My brother, Charley, was hired to be the artist for this ill-fated novel, and although it would turn out that he would be too ill to finish his labours, Dickens’s impulse must have been to give his son-in-law (and thus his daughter) some income. I could also imagine Dickens making the commission simply to give Charley something to do other than lie around his home or Gad’s Hill Place, unemployed and in pain. It had come to the point where even the sight of my brother seemed to incense Charles Dickens.
By continuing to work on the instalments, Dickens was breaking his previously inviolable rule—i.e., never to be working on a novel at the same time he was doing public readings or preparing for readings—since the time for the twelve “farewell readings” he had begged and bullied for was to begin in January.
For my own part, the instalments of Man and Wife were flowing easily, aided substantially by the now-monthly letters from Caroline in which she documented the torrent of abuse that her plumber was pouring down upon her. A jealous sort, Joseph Clow would lock her in the coal cellar when he was gone for any extended periods. A drunkard, he would kick and beat her after hours of drinking. A braggart, he would have his friends over for bouts of drinking and gambling and say crude and vulgar things about Caroline and laugh with the other louts as his bride blushed and attempted to flee to her room. (But Clow had taken the door off their tiny bedroom precisely so she could not hide in there.) A mother’s-boy, he allowed Caroline’s mother-in-law to insult her incessantly and would cuff my former lover if she cast so much as a defiant glance at the old woman.

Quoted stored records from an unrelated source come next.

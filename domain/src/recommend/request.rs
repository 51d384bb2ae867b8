//! Request builder

use super::answers::AnswerSet;
use super::registry;
use serde::Serialize;
use serde_json::Value;

/// Wire request for one recommendation call.
#[derive(Debug, Clone, PartialEq, Serialize)]
pub struct RecommendRequest {
    /// Endpoint path, relative to the backend base URL
    pub endpoint: &'static str,
    pub body: Value,
}

/// Build the wire request for a complete answer set.
///
/// # Panics
/// Panics if the answer set is incomplete. Callers gate on
/// [`AnswerSet::is_complete`] first; reaching here with partial data is a
/// programming error, not a runtime condition.
pub fn build(answers: &AnswerSet) -> RecommendRequest {
    assert!(
        answers.is_complete(),
        "request built from incomplete {} answers",
        answers.domain()
    );
    let spec = registry::spec(answers.domain());
    RecommendRequest {
        endpoint: spec.endpoint,
        body: (spec.build_body)(answers),
    }
}
//! Run Chat use case
//!
//! Each user message produces exactly one request to the agent endpoint and
//! exactly one bot message, whatever the outcome.

use crate::config::RequestParams;
use crate::ports::backend_gateway::BackendGateway;
use crate::ports::progress::RequestProgressNotifier;
use crate::use_cases::shared::post_with_timeout;
use culturemate_domain::{
    BotReply, CHAT_ENDPOINT, ErrorKind, Failure, Message, Transcript, chat_body,
};
use std::sync::Arc;
use tracing::{debug, info, warn};

const PROGRESS_LABEL: &str = "chat";

/// Owns the transcript of one chat session.
pub struct ChatController {
    gateway: Arc<dyn BackendGateway>,
    params: RequestParams,
    transcript: Transcript,
}

impl ChatController {
    pub fn new(gateway: Arc<dyn BackendGateway>) -> Self {
        Self {
            gateway,
            params: RequestParams::default(),
            transcript: Transcript::default(),
        }
    }

    pub fn with_params(mut self, params: RequestParams) -> Self {
        self.params = params;
        self
    }

    pub fn transcript(&self) -> &Transcript {
        &self.transcript
    }

    /// Send one message and append the bot's reply.
    ///
    /// Blank input is ignored and returns `None`. Otherwise the user message
    /// and one bot message are appended, and the bot message is returned.
    /// Taking `&mut self` across the request keeps a second send from
    /// starting before this one resolves.
    pub async fn send(
        &mut self,
        text: &str,
        progress: &dyn RequestProgressNotifier,
    ) -> Option<&Message> {
        let text = text.trim();
        if text.is_empty() {
            debug!("Ignoring blank chat message");
            return None;
        }

        self.transcript.push(Message::user(text));
        info!("Sending chat message ({} chars)", text.chars().count());
        progress.on_request_start(PROGRESS_LABEL);

        let result = post_with_timeout(
            self.gateway.as_ref(),
            CHAT_ENDPOINT,
            &chat_body(text),
            self.params.chat_timeout,
        )
        .await;

        let (reply_text, success) = match result {
            Ok(payload) => match BotReply::from_payload(&payload) {
                Ok(reply) => {
                    if let BotReply::Error(e) = &reply {
                        warn!("Agent reported an error: {}", e);
                    }
                    let success = !reply.is_error();
                    (reply.into_text(), success)
                }
                Err(e) => {
                    warn!("Unreadable agent reply: {}", e);
                    (Failure::from_kind(ErrorKind::MalformedResponse).message, false)
                }
            },
            Err(e) => {
                warn!("Chat request failed: {}", e);
                (e.to_failure().message, false)
            }
        };

        progress.on_request_complete(PROGRESS_LABEL, success);
        Some(self.transcript.push(Message::bot(reply_text)))
    }
}

#[cfg(test)]
mod tests {
    use super::*;
    use crate::ports::backend_gateway::GatewayError;
    use crate::ports::progress::NoProgress;
    use crate::use_cases::testing::{RecordingProgress, ScriptedGateway};
    use culturemate_domain::Role;
    use serde_json::json;
    use std::time::Duration;

    #[tokio::test]
    async fn test_answer_appends_one_bot_message() {
        let gateway = Arc::new(ScriptedGateway::new(vec![Ok(json!({"result": "안녕하세요"}))]));
        let mut chat = ChatController::new(gateway.clone());

        let progress = RecordingProgress::default();
        let reply = chat.send("안녕", &progress).await.unwrap();
        assert_eq!(reply.role, Role::Bot);
        assert_eq!(reply.text, "안녕하세요");

        assert_eq!(chat.transcript().len(), 2);
        assert_eq!(chat.transcript().messages()[0].role, Role::User);
        assert_eq!(gateway.calls()[0], ("/agent/query".to_string(), json!({"message": "안녕"})));
        assert_eq!(
            progress.events(),
            vec!["start:chat".to_string(), "complete:chat:true".to_string()]
        );
    }

    #[tokio::test]
    async fn test_blank_message_sends_nothing() {
        let gateway = Arc::new(ScriptedGateway::new(vec![]));
        let mut chat = ChatController::new(gateway.clone());

        assert!(chat.send("   ", &NoProgress).await.is_none());
        assert!(chat.transcript().is_empty());
        assert!(gateway.calls().is_empty());
    }

    #[tokio::test]
    async fn test_structured_error_folds_into_message() {
        let gateway = Arc::new(ScriptedGateway::new(vec![Ok(
            json!({"result": {"error": "tool failed"}}),
        )]));
        let mut chat = ChatController::new(gateway);

        let reply = chat.send("축제 알려줘", &NoProgress).await.unwrap();
        assert!(reply.text.contains("tool failed"));
        assert_eq!(chat.transcript().len(), 2);
    }

    #[tokio::test]
    async fn test_transport_failure_still_yields_bot_message() {
        let gateway = Arc::new(ScriptedGateway::new(vec![Err(
            GatewayError::ConnectionError("refused".to_string()),
        )]));
        let mut chat = ChatController::new(gateway);

        let progress = RecordingProgress::default();
        let reply = chat.send("안녕", &progress).await.unwrap();
        assert_eq!(
            reply.text,
            ErrorKind::TransportUnreachable.user_message()
        );
        assert_eq!(chat.transcript().len(), 2);
        assert_eq!(progress.events()[1], "complete:chat:false");
    }

    #[tokio::test]
    async fn test_timeout_yields_bot_message() {
        let gateway = Arc::new(
            ScriptedGateway::new(vec![Ok(json!({"result": "late"}))])
                .with_delay(Duration::from_millis(500)),
        );
        let mut chat = ChatController::new(gateway)
            .with_params(RequestParams::default().with_chat_timeout(Duration::from_millis(20)));

        let progress = RecordingProgress::default();
        let reply = chat.send("안녕", &progress).await.unwrap();
        assert_eq!(reply.text, ErrorKind::TransportTimeout.user_message());
        assert_eq!(chat.transcript().len(), 2);
        assert_eq!(
            progress.events(),
            vec!["start:chat".to_string(), "complete:chat:false".to_string()]
        );
    }

    #[tokio::test]
    async fn test_malformed_reply() {
        let gateway = Arc::new(ScriptedGateway::new(vec![Ok(json!({"unexpected": 1}))]));
        let mut chat = ChatController::new(gateway);

        let reply = chat.send("안녕", &NoProgress).await.unwrap();
        assert_eq!(reply.text, ErrorKind::MalformedResponse.user_message());
    }

    #[tokio::test]
    async fn test_transcript_keeps_order_across_turns() {
        let gateway = Arc::new(ScriptedGateway::new(vec![
            Ok(json!({"result": "첫 번째"})),
            Ok(json!({"result": "두 번째"})),
        ]));
        let mut chat = ChatController::new(gateway);

        chat.send("하나", &NoProgress).await;
        chat.send("둘", &NoProgress).await;

        let texts: Vec<_> = chat
            .transcript()
            .messages()
            .iter()
            .map(|m| m.text.as_str())
            .collect();
        assert_eq!(texts, vec!["하나", "첫 번째", "둘", "두 번째"]);
    }
}
//! Helpers shared by the flow and chat use cases.

use crate::ports::backend_gateway::{BackendGateway, GatewayError};
use serde_json::Value;
use std::time::Duration;
use tracing::{debug, warn};

/// Issue one request bounded by `timeout`.
///
/// On expiry the in-flight future is dropped and the call resolves to
/// [`GatewayError::Timeout`].
pub(crate) async fn post_with_timeout(
    gateway: &dyn BackendGateway,
    endpoint: &str,
    body: &Value,
    timeout: Duration,
) -> Result<Value, GatewayError> {
    debug!("POST {} (timeout {:?})", endpoint, timeout);
    match tokio::time::timeout(timeout, gateway.post_json(endpoint, body)).await {
        Ok(result) => result,
        Err(_) => {
            warn!("Request to {} timed out after {:?}", endpoint, timeout);
            Err(GatewayError::Timeout)
        }
    }
}
//! Command-line interface definitions

pub mod commands;
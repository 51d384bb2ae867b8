//! Flow transition errors

use super::event::RequestId;
use super::state::Step;
use crate::core::error::{DomainError, ErrorKind};
use crate::recommend::domain::Domain;
use thiserror::Error;

/// A transition the flow refused to apply. The state is unchanged.
#[derive(Error, Debug, Clone, PartialEq, Eq)]
pub enum FlowError {
    #[error("Cannot {event} on the {step} step")]
    InvalidTransition { step: Step, event: &'static str },

    #[error("{domain} answers are incomplete: missing {}", .missing.join(", "))]
    Incomplete {
        domain: Domain,
        missing: Vec<&'static str>,
    },

    #[error("A request is already in flight")]
    RequestInFlight,

    #[error("Ignoring response for request {0}, which is no longer pending")]
    StaleResponse(RequestId),

    #[error(transparent)]
    Answer(#[from] DomainError),
}

impl FlowError {
    /// Category for errors that should be shown to the user.
    pub fn kind(&self) -> Option<ErrorKind> {
        match self {
            FlowError::Incomplete { .. } => Some(ErrorKind::ValidationIncomplete),
            FlowError::Answer(e) => Some(e.kind()),
            _ => None,
        }
    }

    /// Whether this error only signals an event that was dropped.
    pub fn is_ignorable(&self) -> bool {
        matches!(self, FlowError::RequestInFlight | FlowError::StaleResponse(_))
    }
}
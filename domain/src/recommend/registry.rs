//! Domain schema registry
//!
//! One [`DomainSpec`] per [`Domain`]: the field list, the completeness
//! predicate derived from it, the endpoint, and the functions that shape the
//! request body and normalize the response. Adding a domain means adding one
//! entry here and one module beside it.

use super::answers::AnswerSet;
use super::card::ResultCard;
use super::domain::Domain;
use super::schema::FieldSpec;
use super::{exhibition, festival, tour};
use crate::core::error::DomainError;
use serde_json::Value;

/// Projects a complete answer set onto the wire body.
pub type BodyBuilder = fn(&AnswerSet) -> Value;

/// Maps a raw success payload onto result cards, preserving order.
pub type Normalizer = fn(Value) -> Result<Vec<ResultCard>, DomainError>;

/// Registry entry describing one recommendation domain.
pub struct DomainSpec {
    pub domain: Domain,
    /// Name shown on the home screen
    pub title: &'static str,
    pub description: &'static str,
    /// Endpoint path, relative to the backend base URL
    pub endpoint: &'static str,
    /// Fields in the order they are asked
    pub fields: &'static [FieldSpec],
    pub build_body: BodyBuilder,
    pub normalize: Normalizer,
}

impl std::fmt::Debug for DomainSpec {
    fn fmt(&self, f: &mut std::fmt::Formatter<'_>) -> std::fmt::Result {
        f.debug_struct("DomainSpec")
            .field("domain", &self.domain)
            .field("endpoint", &self.endpoint)
            .field("fields", &self.fields)
            .finish_non_exhaustive()
    }
}

impl DomainSpec {
    pub fn field(&self, name: &str) -> Option<&'static FieldSpec> {
        self.fields.iter().find(|field| field.name == name)
    }
}

/// Registry entry for `domain`.
pub fn spec(domain: Domain) -> &'static DomainSpec {
    match domain {
        Domain::Exhibition => &exhibition::SPEC,
        Domain::Festival => &festival::SPEC,
        Domain::Tour => &tour::SPEC,
    }
}

/// All registry entries in home-screen order.
pub fn all() -> impl Iterator<Item = &'static DomainSpec> {
    Domain::ALL.into_iter().map(spec)
}

/// Required fields of the answer set's domain that fail their predicate.
pub fn missing_fields(answers: &AnswerSet) -> Vec<&'static FieldSpec> {
    spec(answers.domain())
        .fields
        .iter()
        .filter(|field| !field.is_satisfied_by(answers.get(field.name)))
        .collect()
}

/// Structural AND of every field predicate.
pub fn is_complete(answers: &AnswerSet) -> bool {
    missing_fields(answers).is_empty()
}
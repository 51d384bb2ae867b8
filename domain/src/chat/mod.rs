//! Chat variant domain.
//!
//! - [`message::Message`] / [`message::Transcript`]: append-only chat history
//! - [`reply::BotReply`]: text extracted from an agent response

pub mod message;
pub mod reply;
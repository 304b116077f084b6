use serde::{Deserialize, Serialize};
use std::path::{Path, PathBuf};
use thiserror::Error;
use tracing::{info, warn};

use crate::option::DEFAULT_KEY_SEPARATOR;

#[derive(Error, Debug)]
pub enum ConfigError {
    #[error("Config file not found: {0}")]
    NotFound(String),

    #[error("Failed to read config: {0}")]
    ReadError(String),

    #[error("Failed to write config: {0}")]
    WriteError(String),

    #[error("Failed to parse config: {0}")]
    ParseError(String),

    #[error("Invalid configuration: {0}")]
    ValidationError(String),
}

/// Main configuration for PrefGraph
#[derive(Debug, Clone, PartialEq, Serialize, Deserialize, Default)]
pub struct PrefGraphConfig {
    /// Hierarchy and key handling
    #[serde(default)]
    pub engine: EngineConfig,

    /// Logging configuration
    #[serde(default)]
    pub logging: LoggingConfig,
}

#[derive(Debug, Clone, PartialEq, Serialize, Deserialize)]
pub struct EngineConfig {
    /// Separator used when rendering option keys for humans (logs, debugging).
    /// Keys themselves are tagged and never parsed back from this form.
    #[serde(default = "default_key_separator")]
    pub key_separator: String,

    /// Fail index construction on duplicate channel, category or event ids
    /// instead of skipping the later duplicate.
    #[serde(default)]
    pub strict_hierarchy: bool,
}

impl Default for EngineConfig {
    fn default() -> Self {
        Self {
            key_separator: default_key_separator(),
            strict_hierarchy: false,
        }
    }
}

#[derive(Debug, Clone, PartialEq, Serialize, Deserialize)]
pub struct LoggingConfig {
    /// Level or EnvFilter directive, e.g. "info" or "prefgraph_core=debug"
    #[serde(default = "default_log_level")]
    pub level: String,

    /// "pretty" or "compact"
    #[serde(default = "default_log_format")]
    pub format: String,
}

impl Default for LoggingConfig {
    fn default() -> Self {
        Self {
            level: default_log_level(),
            format: default_log_format(),
        }
    }
}

fn default_key_separator() -> String {
    DEFAULT_KEY_SEPARATOR.to_string()
}
fn default_log_level() -> String {
    "warn".to_string()
}
fn default_log_format() -> String {
    "pretty".to_string()
}

const LOG_FORMATS: &[&str] = &["pretty", "compact"];

pub struct ConfigManager {
    config: PrefGraphConfig,
    config_path: Option<PathBuf>,
}

impl ConfigManager {
    /// Load from `./.prefgraph.toml`, then `~/.prefgraph/config.toml`, then
    /// defaults; environment variables override file values.
    pub fn load() -> Result<Self, ConfigError> {
        let (config, config_path) = Self::load_config_file()?;
        Self::finish(config, config_path)
    }

    pub fn from_file(path: impl AsRef<Path>) -> Result<Self, ConfigError> {
        let path = path.as_ref();
        if !path.exists() {
            return Err(ConfigError::NotFound(path.display().to_string()));
        }
        let config = Self::read_toml_file(path)?;
        Self::finish(config, Some(path.to_path_buf()))
    }

    fn finish(config: PrefGraphConfig, config_path: Option<PathBuf>) -> Result<Self, ConfigError> {
        let config = Self::apply_env_overrides(config);
        Self::validate_config(&config)?;

        info!(
            config_file = %config_path
                .as_ref()
                .map(|p| p.display().to_string())
                .unwrap_or_else(|| "none (defaults)".to_string()),
            strict_hierarchy = config.engine.strict_hierarchy,
            log_level = %config.logging.level,
            "configuration loaded"
        );

        Ok(Self {
            config,
            config_path,
        })
    }

    fn load_config_file() -> Result<(PrefGraphConfig, Option<PathBuf>), ConfigError> {
        let local_config = Path::new(".prefgraph.toml");
        if local_config.exists() {
            let config = Self::read_toml_file(local_config)?;
            return Ok((config, Some(local_config.to_path_buf())));
        }

        if let Some(home) = dirs::home_dir() {
            let user_config = home.join(".prefgraph").join("config.toml");
            if user_config.exists() {
                let config = Self::read_toml_file(&user_config)?;
                return Ok((config, Some(user_config)));
            }
        }

        Ok((PrefGraphConfig::default(), None))
    }

    fn read_toml_file(path: &Path) -> Result<PrefGraphConfig, ConfigError> {
        let content =
            std::fs::read_to_string(path).map_err(|e| ConfigError::ReadError(e.to_string()))?;
        PrefGraphConfig::from_toml(&content)
    }

    fn apply_env_overrides(mut config: PrefGraphConfig) -> PrefGraphConfig {
        if let Ok(separator) = std::env::var("PREFGRAPH_KEY_SEPARATOR") {
            config.engine.key_separator = separator;
        }
        if let Ok(strict) = std::env::var("PREFGRAPH_STRICT_HIERARCHY") {
            config.engine.strict_hierarchy = strict.to_lowercase() == "true";
        }

        if let Ok(level) = std::env::var("RUST_LOG") {
            config.logging.level = level;
        }
        // more specific than RUST_LOG
        if let Ok(level) = std::env::var("PREFGRAPH_LOG_LEVEL") {
            config.logging.level = level;
        }
        if let Ok(format) = std::env::var("PREFGRAPH_LOG_FORMAT") {
            config.logging.format = format;
        }

        config
    }

    fn validate_config(config: &PrefGraphConfig) -> Result<(), ConfigError> {
        if config.engine.key_separator.is_empty() {
            return Err(ConfigError::ValidationError(
                "engine.key_separator must not be empty".to_string(),
            ));
        }
        if !LOG_FORMATS.contains(&config.logging.format.as_str()) {
            return Err(ConfigError::ValidationError(format!(
                "logging.format must be one of {:?}, got '{}'",
                LOG_FORMATS, config.logging.format
            )));
        }
        if config.logging.level.trim().is_empty() {
            warn!("Empty log level, falling back to 'warn'");
        }
        Ok(())
    }

    pub fn config(&self) -> &PrefGraphConfig {
        &self.config
    }

    pub fn config_path(&self) -> Option<&Path> {
        self.config_path.as_deref()
    }

    pub fn into_config(self) -> PrefGraphConfig {
        self.config
    }
}

impl PrefGraphConfig {
    pub fn from_toml(content: &str) -> Result<Self, ConfigError> {
        toml::from_str(content).map_err(|e| ConfigError::ParseError(e.to_string()))
    }

    pub fn to_toml(&self) -> Result<String, ConfigError> {
        toml::to_string_pretty(self).map_err(|e| ConfigError::ParseError(e.to_string()))
    }

    pub fn to_file(&self, path: impl AsRef<Path>) -> Result<(), ConfigError> {
        let content = self.to_toml()?;
        std::fs::write(path.as_ref(), content).map_err(|e| ConfigError::WriteError(e.to_string()))
    }
}
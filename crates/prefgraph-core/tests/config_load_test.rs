//! `ConfigManager::load` reads the working directory, `$HOME` and the
//! process environment, so it lives in its own test binary with a single
//! test.

use prefgraph_core::{
    Category, Channel, ConfigError, ConfigManager, Event, OptionKind, PreferenceSession,
    PrefGraphError,
};
use std::env;
use std::fs;
use std::path::Path;
use tempfile::TempDir;

const OVERRIDES: &[&str] = &[
    "RUST_LOG",
    "PREFGRAPH_KEY_SEPARATOR",
    "PREFGRAPH_STRICT_HIERARCHY",
    "PREFGRAPH_LOG_LEVEL",
    "PREFGRAPH_LOG_FORMAT",
];

fn duplicated_hierarchy() -> (Vec<Category>, Vec<Channel>) {
    let categories = vec![
        Category::new("c1", "One", vec![Event::new("a", "A")]),
        Category::new("c2", "Two", vec![Event::new("a", "A")]),
    ];
    (categories, vec![Channel::new("x", "X")])
}

#[test]
fn test_load_search_order_and_env_overrides() {
    for var in OVERRIDES {
        env::remove_var(var);
    }
    let home = TempDir::new().unwrap();
    let work = TempDir::new().unwrap();
    env::set_var("HOME", home.path());
    env::set_current_dir(work.path()).unwrap();

    // nothing on disk: defaults
    let manager = ConfigManager::load().unwrap();
    assert!(manager.config_path().is_none());
    assert_eq!(manager.config().engine.key_separator, "__");

    // user config under ~/.prefgraph
    let user_dir = home.path().join(".prefgraph");
    fs::create_dir_all(&user_dir).unwrap();
    fs::write(
        user_dir.join("config.toml"),
        "[engine]\nstrict_hierarchy = true\n\n[logging]\nlevel = \"info\"\n",
    )
    .unwrap();
    let manager = ConfigManager::load().unwrap();
    assert_eq!(manager.config_path(), Some(user_dir.join("config.toml").as_path()));
    assert!(manager.config().engine.strict_hierarchy);
    assert_eq!(manager.config().logging.level, "info");

    // the engine section reaches sessions built from the loaded config
    let (categories, channels) = duplicated_hierarchy();
    match PreferenceSession::configured(&categories, &channels, &[]) {
        Err(PrefGraphError::DuplicateId { kind, id }) => {
            assert_eq!(kind, OptionKind::Event);
            assert_eq!(id, "a");
        }
        other => panic!("expected a duplicate id error, got {:?}", other.map(|_| ())),
    }

    // a local file wins over the user config
    fs::write(".prefgraph.toml", "[engine]\nkey_separator = \"::\"\n").unwrap();
    let manager = ConfigManager::load().unwrap();
    assert_eq!(manager.config_path(), Some(Path::new(".prefgraph.toml")));
    assert_eq!(manager.config().engine.key_separator, "::");
    assert!(!manager.config().engine.strict_hierarchy);

    // environment overrides file values, PREFGRAPH_LOG_LEVEL over RUST_LOG
    env::set_var("PREFGRAPH_KEY_SEPARATOR", "/");
    env::set_var("PREFGRAPH_STRICT_HIERARCHY", "TRUE");
    env::set_var("RUST_LOG", "info");
    env::set_var("PREFGRAPH_LOG_LEVEL", "prefgraph_core=debug");
    env::set_var("PREFGRAPH_LOG_FORMAT", "compact");
    let config = ConfigManager::load().unwrap().into_config();
    assert_eq!(config.engine.key_separator, "/");
    assert!(config.engine.strict_hierarchy);
    assert_eq!(config.logging.level, "prefgraph_core=debug");
    assert_eq!(config.logging.format, "compact");

    // invalid values surface through the crate error
    env::set_var("PREFGRAPH_LOG_FORMAT", "xml");
    assert!(matches!(
        ConfigManager::load(),
        Err(ConfigError::ValidationError(_))
    ));
    let (categories, channels) = duplicated_hierarchy();
    assert!(matches!(
        PreferenceSession::configured(&categories, &channels, &[]),
        Err(PrefGraphError::Config(ConfigError::ValidationError(_)))
    ));

    for var in OVERRIDES {
        env::remove_var(var);
    }
}
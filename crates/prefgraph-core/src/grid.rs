use serde::{Deserialize, Serialize};
use std::collections::{HashMap, HashSet};

use crate::{
    Category, Channel, EntityRef, OptionIndex, OptionKey, Profile, StateStore, Subscription,
    SubscriptionDraft, SubscriptionPair,
};

/// Flat event × channel matrix of a profile's subscriptions.
///
/// Unlike the store it has no group states: every cell is a plain
/// enabled flag. Categories, events and channels keep hierarchy order.
#[derive(Debug, Clone, PartialEq, Eq, Serialize, Deserialize)]
#[serde(rename_all = "camelCase")]
pub struct SubscriptionGrid {
    pub profile_name: String,
    pub is_read_only: bool,
    pub categories: Vec<GridCategory>,
}

#[derive(Debug, Clone, PartialEq, Eq, Serialize, Deserialize)]
pub struct GridCategory {
    pub id: String,
    pub name: String,
    pub events: Vec<GridEvent>,
}

#[derive(Debug, Clone, PartialEq, Eq, Serialize, Deserialize)]
pub struct GridEvent {
    pub id: String,
    pub name: String,
    pub channels: Vec<GridChannel>,
}

#[derive(Debug, Clone, PartialEq, Eq, Serialize, Deserialize)]
pub struct GridChannel {
    pub id: String,
    pub name: String,
    pub enabled: bool,
}

impl SubscriptionGrid {
    /// Grid straight from persisted subscriptions. Subscriptions on channels
    /// outside `channels` are ignored.
    pub fn from_subscriptions(
        profile: &Profile,
        subscriptions: &[Subscription],
        categories: &[Category],
        channels: &[Channel],
    ) -> Self {
        let enabled: HashSet<SubscriptionPair> =
            subscriptions.iter().map(Subscription::pair).collect();
        Self::assemble(profile, categories, channels, |event, channel| {
            enabled.contains(&SubscriptionPair::new(event, channel))
        })
    }

    /// Grid from the live store: a cell is enabled iff its event option is checked.
    pub fn from_store(profile: &Profile, index: &OptionIndex, store: &StateStore) -> Self {
        Self::assemble(profile, index.categories(), index.channels(), |event, channel| {
            store.get(&OptionKey::event(channel, event)).is_checked()
        })
    }

    fn assemble<F>(
        profile: &Profile,
        categories: &[Category],
        channels: &[Channel],
        enabled: F,
    ) -> Self
    where
        F: Fn(&str, &str) -> bool,
    {
        let categories = categories
            .iter()
            .map(|category| GridCategory {
                id: category.id.clone(),
                name: category.name.clone(),
                events: category
                    .events
                    .iter()
                    .map(|event| GridEvent {
                        id: event.id.clone(),
                        name: event.name.clone(),
                        channels: channels
                            .iter()
                            .map(|channel| GridChannel {
                                id: channel.id.clone(),
                                name: channel.name.clone(),
                                enabled: enabled(&event.id, &channel.id),
                            })
                            .collect(),
                    })
                    .collect(),
            })
            .collect();

        Self {
            profile_name: profile.name.clone(),
            is_read_only: profile.read_only,
            categories,
        }
    }

    pub fn enabled(&self, event: &str, channel: &str) -> Option<bool> {
        self.categories
            .iter()
            .flat_map(|c| c.events.iter())
            .find(|e| e.id == event)?
            .channels
            .iter()
            .find(|c| c.id == channel)
            .map(|c| c.enabled)
    }

    /// Enabled cells as (event, channel) pairs, category by category.
    pub fn pairs(&self) -> Vec<SubscriptionPair> {
        self.cells()
            .map(|(event, channel)| SubscriptionPair::new(event.id.clone(), channel.id.clone()))
            .collect()
    }

    /// Enabled cells as persistable subscriptions, reusing ids from `existing`.
    pub fn to_subscriptions(&self, existing: &[Subscription]) -> Vec<SubscriptionDraft> {
        let known: HashMap<SubscriptionPair, &str> = existing
            .iter()
            .map(|s| (s.pair(), s.id.as_str()))
            .collect();

        self.cells()
            .map(|(event, channel)| {
                let pair = SubscriptionPair::new(event.id.clone(), channel.id.clone());
                SubscriptionDraft {
                    id: known.get(&pair).map(|id| id.to_string()),
                    event: EntityRef::new(event.id.clone(), event.name.clone()),
                    channel: EntityRef::new(channel.id.clone(), channel.name.clone()),
                }
            })
            .collect()
    }

    fn cells(&self) -> impl Iterator<Item = (&GridEvent, &GridChannel)> {
        self.categories.iter().flat_map(|category| {
            category.events.iter().flat_map(|event| {
                event
                    .channels
                    .iter()
                    .filter(|channel| channel.enabled)
                    .map(move |channel| (event, channel))
            })
        })
    }
}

To all these missives of misery, I replied with nothing more than a polite acknowledgement of receipt and the vaguest commiserations— sending the letters, as always, through Carrie (and assuming that Caroline would burn them after reading, since Clow might kill her if he discovered that she was receiving letters from me)—but the details and tone all went into my Man and Wife.
My seducer—Geoffrey Delamayn—was (and remains to my literary eye) a delightful character: a long-distance runner of superb physique and tiny brain, a player of many sports, an Oxford-educated ignoramus, a brute, a blackguard, a monster.
Critics of even the early instalments of Man and Wife would call my novel a bitter and angry book. And I acknowledge to you, Dear Reader, that it was that. It was also very sincere. I was pouring into Man and Wife not only my fury at the very idea of someone being trapped into marriage—trapped the way Caroline had attempted to trap me and the way that Martha R—, “Mrs Dawson,” even at that moment was scheming to trap me—but also my righteous anger at the treatment that Caroline was receiving at the grimy hands and fists of the lower-class brute she had succeeded finally in trapping.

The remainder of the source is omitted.